▶ **About this exercise**
Below are some records; quote exactly the lines from the one that contains "pub struct DispatcherHandle" through the one that contains "input, if any.", inclusive, and no others.

Data extracted from a collection

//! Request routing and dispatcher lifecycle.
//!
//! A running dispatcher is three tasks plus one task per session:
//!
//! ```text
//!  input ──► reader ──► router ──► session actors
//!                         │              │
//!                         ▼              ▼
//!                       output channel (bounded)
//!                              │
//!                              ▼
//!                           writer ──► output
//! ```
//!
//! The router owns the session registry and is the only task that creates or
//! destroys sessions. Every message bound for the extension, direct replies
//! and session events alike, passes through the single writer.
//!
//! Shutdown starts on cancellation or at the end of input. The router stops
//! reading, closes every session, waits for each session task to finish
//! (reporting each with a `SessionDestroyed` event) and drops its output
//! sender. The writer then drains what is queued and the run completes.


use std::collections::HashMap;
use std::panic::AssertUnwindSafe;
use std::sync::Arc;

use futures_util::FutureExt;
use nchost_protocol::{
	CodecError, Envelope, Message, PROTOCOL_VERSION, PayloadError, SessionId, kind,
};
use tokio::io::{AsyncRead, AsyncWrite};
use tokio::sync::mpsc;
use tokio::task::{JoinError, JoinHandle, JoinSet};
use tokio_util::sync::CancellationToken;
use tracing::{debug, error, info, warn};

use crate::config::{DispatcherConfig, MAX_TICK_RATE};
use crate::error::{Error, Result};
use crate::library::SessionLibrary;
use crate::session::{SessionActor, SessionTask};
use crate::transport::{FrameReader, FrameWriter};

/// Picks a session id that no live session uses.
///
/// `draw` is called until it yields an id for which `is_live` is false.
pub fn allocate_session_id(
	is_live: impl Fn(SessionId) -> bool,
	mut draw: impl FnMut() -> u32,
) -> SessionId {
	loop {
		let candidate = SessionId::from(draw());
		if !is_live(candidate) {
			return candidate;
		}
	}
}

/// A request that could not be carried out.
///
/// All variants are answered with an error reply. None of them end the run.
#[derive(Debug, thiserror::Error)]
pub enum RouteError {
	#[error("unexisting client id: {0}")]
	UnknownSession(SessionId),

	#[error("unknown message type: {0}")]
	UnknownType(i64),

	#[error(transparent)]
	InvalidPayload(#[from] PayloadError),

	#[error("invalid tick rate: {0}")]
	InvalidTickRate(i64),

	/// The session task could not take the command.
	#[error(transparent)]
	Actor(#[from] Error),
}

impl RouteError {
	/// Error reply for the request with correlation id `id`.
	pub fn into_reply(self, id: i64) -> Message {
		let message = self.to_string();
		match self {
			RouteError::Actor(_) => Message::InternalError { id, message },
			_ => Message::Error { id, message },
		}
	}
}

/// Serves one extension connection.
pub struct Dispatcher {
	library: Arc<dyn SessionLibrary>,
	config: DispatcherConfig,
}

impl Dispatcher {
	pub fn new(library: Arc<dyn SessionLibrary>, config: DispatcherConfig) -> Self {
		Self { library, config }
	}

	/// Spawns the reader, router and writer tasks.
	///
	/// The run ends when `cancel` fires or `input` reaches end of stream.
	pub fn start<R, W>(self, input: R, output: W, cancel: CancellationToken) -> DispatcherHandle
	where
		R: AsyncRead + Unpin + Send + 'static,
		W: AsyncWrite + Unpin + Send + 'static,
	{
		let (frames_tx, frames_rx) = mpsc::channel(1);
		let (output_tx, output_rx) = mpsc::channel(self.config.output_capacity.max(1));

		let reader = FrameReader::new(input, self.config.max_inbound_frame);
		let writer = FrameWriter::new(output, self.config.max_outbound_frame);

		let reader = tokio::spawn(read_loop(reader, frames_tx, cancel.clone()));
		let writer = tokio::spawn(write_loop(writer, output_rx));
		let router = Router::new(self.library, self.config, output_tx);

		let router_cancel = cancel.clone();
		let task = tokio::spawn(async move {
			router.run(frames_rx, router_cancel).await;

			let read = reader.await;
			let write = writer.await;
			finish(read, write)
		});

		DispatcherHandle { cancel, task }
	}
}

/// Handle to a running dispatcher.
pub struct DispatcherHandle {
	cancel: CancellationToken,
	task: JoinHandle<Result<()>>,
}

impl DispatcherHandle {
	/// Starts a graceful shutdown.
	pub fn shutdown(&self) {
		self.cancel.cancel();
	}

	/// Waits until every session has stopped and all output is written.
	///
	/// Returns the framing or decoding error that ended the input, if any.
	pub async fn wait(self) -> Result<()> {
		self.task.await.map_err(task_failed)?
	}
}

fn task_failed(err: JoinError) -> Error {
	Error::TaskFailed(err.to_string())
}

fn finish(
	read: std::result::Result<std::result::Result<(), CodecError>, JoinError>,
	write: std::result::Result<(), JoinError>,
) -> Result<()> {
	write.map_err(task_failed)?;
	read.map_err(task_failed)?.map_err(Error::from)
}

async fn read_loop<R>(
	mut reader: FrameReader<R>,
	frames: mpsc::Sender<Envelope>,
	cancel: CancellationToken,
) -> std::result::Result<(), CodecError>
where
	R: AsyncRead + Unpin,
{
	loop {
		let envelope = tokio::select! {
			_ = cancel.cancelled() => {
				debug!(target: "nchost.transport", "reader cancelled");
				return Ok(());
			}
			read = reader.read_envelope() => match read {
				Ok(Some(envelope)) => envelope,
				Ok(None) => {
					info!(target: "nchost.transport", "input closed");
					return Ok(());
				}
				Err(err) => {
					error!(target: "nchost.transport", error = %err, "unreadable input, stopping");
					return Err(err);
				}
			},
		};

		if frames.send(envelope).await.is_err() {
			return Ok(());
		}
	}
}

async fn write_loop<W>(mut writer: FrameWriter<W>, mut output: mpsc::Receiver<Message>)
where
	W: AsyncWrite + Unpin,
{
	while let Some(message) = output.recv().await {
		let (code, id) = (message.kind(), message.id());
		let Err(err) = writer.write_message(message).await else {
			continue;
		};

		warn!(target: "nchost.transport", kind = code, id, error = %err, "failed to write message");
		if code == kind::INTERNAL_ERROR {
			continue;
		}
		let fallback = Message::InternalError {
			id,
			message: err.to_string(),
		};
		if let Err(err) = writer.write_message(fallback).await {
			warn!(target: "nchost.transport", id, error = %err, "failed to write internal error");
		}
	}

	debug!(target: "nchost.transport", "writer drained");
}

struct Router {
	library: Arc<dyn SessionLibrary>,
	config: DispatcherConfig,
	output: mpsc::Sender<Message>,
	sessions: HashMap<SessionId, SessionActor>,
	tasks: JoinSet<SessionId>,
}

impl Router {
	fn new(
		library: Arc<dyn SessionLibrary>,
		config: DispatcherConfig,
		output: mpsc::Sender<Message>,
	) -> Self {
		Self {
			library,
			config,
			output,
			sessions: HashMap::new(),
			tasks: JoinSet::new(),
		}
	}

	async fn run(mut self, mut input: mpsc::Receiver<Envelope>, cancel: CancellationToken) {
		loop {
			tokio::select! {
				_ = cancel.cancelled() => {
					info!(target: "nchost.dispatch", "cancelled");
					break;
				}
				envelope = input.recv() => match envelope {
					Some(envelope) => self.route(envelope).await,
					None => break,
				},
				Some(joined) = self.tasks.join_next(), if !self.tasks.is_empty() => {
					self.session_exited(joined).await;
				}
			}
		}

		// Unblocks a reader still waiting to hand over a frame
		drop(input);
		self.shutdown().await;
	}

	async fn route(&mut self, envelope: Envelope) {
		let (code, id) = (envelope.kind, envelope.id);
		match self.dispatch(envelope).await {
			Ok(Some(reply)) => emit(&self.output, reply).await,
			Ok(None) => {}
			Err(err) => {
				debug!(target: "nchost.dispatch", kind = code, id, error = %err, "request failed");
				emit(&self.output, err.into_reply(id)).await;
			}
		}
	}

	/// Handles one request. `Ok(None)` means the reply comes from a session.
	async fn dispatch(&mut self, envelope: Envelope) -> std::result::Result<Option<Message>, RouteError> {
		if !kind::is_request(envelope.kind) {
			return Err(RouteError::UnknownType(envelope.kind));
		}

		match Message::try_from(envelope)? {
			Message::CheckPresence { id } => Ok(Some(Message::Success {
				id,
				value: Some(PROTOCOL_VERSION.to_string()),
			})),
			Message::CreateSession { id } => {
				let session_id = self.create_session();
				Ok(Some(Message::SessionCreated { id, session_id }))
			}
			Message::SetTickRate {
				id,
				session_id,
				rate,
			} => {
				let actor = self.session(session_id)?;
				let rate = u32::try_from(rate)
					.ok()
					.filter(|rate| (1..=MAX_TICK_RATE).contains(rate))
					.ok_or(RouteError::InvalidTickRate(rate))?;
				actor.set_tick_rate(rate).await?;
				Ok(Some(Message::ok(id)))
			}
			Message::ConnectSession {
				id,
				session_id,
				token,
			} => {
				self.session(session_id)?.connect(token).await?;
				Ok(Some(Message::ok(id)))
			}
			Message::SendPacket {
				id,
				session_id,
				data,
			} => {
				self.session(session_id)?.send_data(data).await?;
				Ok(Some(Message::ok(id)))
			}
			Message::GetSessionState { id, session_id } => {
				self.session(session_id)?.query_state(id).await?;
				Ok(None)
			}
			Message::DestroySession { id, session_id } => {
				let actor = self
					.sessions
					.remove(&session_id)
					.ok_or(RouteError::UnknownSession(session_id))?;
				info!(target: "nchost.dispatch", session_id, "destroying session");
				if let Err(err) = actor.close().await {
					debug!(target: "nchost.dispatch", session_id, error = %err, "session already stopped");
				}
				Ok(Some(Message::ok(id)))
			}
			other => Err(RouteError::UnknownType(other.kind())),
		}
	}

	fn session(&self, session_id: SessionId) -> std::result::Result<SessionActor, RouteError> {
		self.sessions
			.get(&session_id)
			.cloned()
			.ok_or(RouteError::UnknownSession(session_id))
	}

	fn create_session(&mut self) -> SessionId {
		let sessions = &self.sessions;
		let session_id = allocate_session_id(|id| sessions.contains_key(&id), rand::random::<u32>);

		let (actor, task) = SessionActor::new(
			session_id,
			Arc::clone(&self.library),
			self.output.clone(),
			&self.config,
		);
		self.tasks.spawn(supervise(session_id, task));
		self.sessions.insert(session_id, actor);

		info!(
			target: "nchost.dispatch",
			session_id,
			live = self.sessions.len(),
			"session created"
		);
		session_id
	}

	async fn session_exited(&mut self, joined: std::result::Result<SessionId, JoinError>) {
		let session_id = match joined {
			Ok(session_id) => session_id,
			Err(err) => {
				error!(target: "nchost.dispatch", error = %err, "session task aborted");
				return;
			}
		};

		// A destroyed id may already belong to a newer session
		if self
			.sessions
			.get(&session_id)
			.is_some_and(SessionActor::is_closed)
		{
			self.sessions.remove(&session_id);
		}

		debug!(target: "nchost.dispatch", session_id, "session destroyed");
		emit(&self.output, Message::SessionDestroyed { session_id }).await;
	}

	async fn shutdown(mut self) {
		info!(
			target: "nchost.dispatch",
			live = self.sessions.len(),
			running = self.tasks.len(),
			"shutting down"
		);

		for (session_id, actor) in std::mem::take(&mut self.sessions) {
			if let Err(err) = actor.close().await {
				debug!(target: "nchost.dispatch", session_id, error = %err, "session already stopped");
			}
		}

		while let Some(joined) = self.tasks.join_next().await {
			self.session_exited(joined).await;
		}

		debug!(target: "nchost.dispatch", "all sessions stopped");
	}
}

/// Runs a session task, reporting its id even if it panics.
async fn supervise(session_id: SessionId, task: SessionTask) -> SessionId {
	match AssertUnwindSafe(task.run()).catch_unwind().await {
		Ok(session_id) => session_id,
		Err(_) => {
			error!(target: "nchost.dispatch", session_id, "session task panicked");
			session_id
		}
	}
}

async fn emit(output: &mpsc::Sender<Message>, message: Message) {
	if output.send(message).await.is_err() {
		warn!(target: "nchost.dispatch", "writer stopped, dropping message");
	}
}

--

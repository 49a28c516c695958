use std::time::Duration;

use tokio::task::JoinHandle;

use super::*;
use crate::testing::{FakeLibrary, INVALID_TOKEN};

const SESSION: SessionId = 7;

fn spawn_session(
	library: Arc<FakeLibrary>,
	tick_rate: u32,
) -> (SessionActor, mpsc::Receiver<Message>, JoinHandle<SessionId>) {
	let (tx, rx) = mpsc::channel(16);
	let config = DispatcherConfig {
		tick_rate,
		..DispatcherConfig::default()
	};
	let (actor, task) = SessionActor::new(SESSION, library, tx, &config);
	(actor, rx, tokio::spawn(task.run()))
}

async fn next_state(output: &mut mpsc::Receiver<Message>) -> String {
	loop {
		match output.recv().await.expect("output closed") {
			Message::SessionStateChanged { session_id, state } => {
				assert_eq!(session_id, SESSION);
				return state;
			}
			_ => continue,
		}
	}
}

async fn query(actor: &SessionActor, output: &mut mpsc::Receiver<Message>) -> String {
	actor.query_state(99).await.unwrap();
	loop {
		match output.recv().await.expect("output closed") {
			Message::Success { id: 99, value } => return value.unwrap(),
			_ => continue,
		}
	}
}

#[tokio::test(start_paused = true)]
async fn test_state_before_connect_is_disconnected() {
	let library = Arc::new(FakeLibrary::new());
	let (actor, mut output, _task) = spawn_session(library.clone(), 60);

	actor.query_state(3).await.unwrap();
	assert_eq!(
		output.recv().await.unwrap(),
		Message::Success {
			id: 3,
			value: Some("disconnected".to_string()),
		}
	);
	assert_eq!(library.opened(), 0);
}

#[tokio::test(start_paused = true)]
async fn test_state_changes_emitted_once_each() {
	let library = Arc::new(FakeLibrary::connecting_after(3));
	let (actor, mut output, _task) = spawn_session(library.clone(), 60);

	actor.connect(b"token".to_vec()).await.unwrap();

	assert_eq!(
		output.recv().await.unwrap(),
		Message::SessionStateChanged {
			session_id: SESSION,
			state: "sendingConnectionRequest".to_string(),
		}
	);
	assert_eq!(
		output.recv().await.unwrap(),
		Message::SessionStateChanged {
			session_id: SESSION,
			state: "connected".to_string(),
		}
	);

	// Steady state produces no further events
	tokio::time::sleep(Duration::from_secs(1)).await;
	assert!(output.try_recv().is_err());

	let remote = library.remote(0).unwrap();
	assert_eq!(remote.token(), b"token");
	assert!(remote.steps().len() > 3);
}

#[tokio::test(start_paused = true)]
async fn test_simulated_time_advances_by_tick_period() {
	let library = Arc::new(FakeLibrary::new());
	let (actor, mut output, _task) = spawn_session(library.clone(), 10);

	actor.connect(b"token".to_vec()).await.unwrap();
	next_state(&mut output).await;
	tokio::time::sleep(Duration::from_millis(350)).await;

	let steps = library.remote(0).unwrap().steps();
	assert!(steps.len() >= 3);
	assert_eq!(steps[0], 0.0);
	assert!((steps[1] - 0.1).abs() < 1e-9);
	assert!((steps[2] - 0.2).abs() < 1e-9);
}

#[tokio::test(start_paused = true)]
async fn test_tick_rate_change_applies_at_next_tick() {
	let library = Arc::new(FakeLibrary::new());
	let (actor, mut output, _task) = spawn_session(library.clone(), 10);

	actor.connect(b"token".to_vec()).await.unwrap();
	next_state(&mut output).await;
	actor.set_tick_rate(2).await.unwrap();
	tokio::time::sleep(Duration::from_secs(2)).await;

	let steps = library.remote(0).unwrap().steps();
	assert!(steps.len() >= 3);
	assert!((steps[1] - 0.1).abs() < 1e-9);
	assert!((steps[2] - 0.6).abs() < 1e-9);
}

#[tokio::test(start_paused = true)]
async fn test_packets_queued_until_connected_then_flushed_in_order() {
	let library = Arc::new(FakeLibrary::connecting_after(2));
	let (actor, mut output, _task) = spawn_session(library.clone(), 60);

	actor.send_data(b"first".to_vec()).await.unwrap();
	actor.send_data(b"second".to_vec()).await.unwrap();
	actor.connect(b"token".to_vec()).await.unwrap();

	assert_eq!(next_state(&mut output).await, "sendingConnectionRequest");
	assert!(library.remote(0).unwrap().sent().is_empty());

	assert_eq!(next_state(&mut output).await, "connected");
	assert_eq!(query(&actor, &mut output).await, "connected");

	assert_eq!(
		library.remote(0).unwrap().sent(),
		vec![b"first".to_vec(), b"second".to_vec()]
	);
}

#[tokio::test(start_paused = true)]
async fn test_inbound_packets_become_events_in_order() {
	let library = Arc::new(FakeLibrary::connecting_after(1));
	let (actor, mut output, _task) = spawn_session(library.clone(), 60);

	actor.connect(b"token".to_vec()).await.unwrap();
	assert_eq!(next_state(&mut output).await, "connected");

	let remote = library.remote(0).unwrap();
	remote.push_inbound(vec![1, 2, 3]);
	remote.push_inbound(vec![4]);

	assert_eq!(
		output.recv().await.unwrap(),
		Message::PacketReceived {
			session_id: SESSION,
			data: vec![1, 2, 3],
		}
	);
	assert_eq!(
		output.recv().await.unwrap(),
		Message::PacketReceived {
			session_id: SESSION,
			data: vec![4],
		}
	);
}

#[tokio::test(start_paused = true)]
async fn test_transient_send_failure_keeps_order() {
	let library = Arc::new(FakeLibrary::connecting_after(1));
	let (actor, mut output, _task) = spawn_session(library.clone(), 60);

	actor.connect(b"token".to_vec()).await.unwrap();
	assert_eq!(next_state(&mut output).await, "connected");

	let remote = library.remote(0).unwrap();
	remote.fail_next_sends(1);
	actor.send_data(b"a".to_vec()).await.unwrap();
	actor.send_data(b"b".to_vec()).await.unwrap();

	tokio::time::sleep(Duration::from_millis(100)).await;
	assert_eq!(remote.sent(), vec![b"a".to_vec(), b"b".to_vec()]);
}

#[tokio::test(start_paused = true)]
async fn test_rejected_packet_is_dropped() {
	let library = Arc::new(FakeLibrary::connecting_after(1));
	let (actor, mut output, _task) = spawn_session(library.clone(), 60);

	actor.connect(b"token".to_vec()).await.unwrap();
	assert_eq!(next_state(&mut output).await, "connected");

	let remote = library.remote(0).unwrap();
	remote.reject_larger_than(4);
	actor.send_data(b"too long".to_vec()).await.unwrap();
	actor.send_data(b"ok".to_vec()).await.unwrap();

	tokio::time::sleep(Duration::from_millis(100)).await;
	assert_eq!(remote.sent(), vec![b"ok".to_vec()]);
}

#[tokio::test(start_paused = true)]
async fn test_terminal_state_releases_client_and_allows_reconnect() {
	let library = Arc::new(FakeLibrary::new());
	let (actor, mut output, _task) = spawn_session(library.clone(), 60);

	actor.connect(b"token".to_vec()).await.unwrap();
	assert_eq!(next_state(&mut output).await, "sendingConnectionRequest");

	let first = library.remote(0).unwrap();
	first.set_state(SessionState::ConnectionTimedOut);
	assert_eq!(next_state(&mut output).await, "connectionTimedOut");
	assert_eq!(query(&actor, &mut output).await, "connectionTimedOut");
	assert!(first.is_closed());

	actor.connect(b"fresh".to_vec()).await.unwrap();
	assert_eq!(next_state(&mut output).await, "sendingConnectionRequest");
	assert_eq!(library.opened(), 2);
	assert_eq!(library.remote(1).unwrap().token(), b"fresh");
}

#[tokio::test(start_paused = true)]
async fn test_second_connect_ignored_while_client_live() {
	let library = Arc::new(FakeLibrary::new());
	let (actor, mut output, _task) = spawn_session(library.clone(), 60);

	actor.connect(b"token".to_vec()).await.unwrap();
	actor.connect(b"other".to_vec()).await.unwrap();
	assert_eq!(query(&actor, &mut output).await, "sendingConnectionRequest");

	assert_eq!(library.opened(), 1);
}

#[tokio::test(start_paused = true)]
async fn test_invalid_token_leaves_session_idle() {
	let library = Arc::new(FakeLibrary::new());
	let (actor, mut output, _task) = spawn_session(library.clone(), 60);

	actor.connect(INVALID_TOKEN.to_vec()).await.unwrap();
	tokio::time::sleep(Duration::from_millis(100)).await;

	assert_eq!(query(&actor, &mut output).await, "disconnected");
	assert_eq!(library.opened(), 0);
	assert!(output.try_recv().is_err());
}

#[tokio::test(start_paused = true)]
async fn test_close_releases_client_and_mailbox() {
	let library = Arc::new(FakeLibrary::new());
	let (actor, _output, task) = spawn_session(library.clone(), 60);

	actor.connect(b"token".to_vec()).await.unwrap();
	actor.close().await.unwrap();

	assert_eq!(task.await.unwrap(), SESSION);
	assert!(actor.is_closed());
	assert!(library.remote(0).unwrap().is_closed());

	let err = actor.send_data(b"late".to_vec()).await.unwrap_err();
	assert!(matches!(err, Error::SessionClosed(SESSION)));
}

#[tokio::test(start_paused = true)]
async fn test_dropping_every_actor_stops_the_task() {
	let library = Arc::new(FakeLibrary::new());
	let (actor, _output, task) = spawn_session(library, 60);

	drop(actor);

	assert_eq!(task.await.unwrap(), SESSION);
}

▶ **Solved problem**
pub struct DispatcherHandle {
	cancel: CancellationToken,
	task: JoinHandle<Result<()>>,
}

impl DispatcherHandle {
	/// Starts a graceful shutdown.
	pub fn shutdown(&self) {
		self.cancel.cancel();
	}

	/// Waits until every session has stopped and all output is written.
	///
	/// Returns the framing or decoding error that ended the input, if any.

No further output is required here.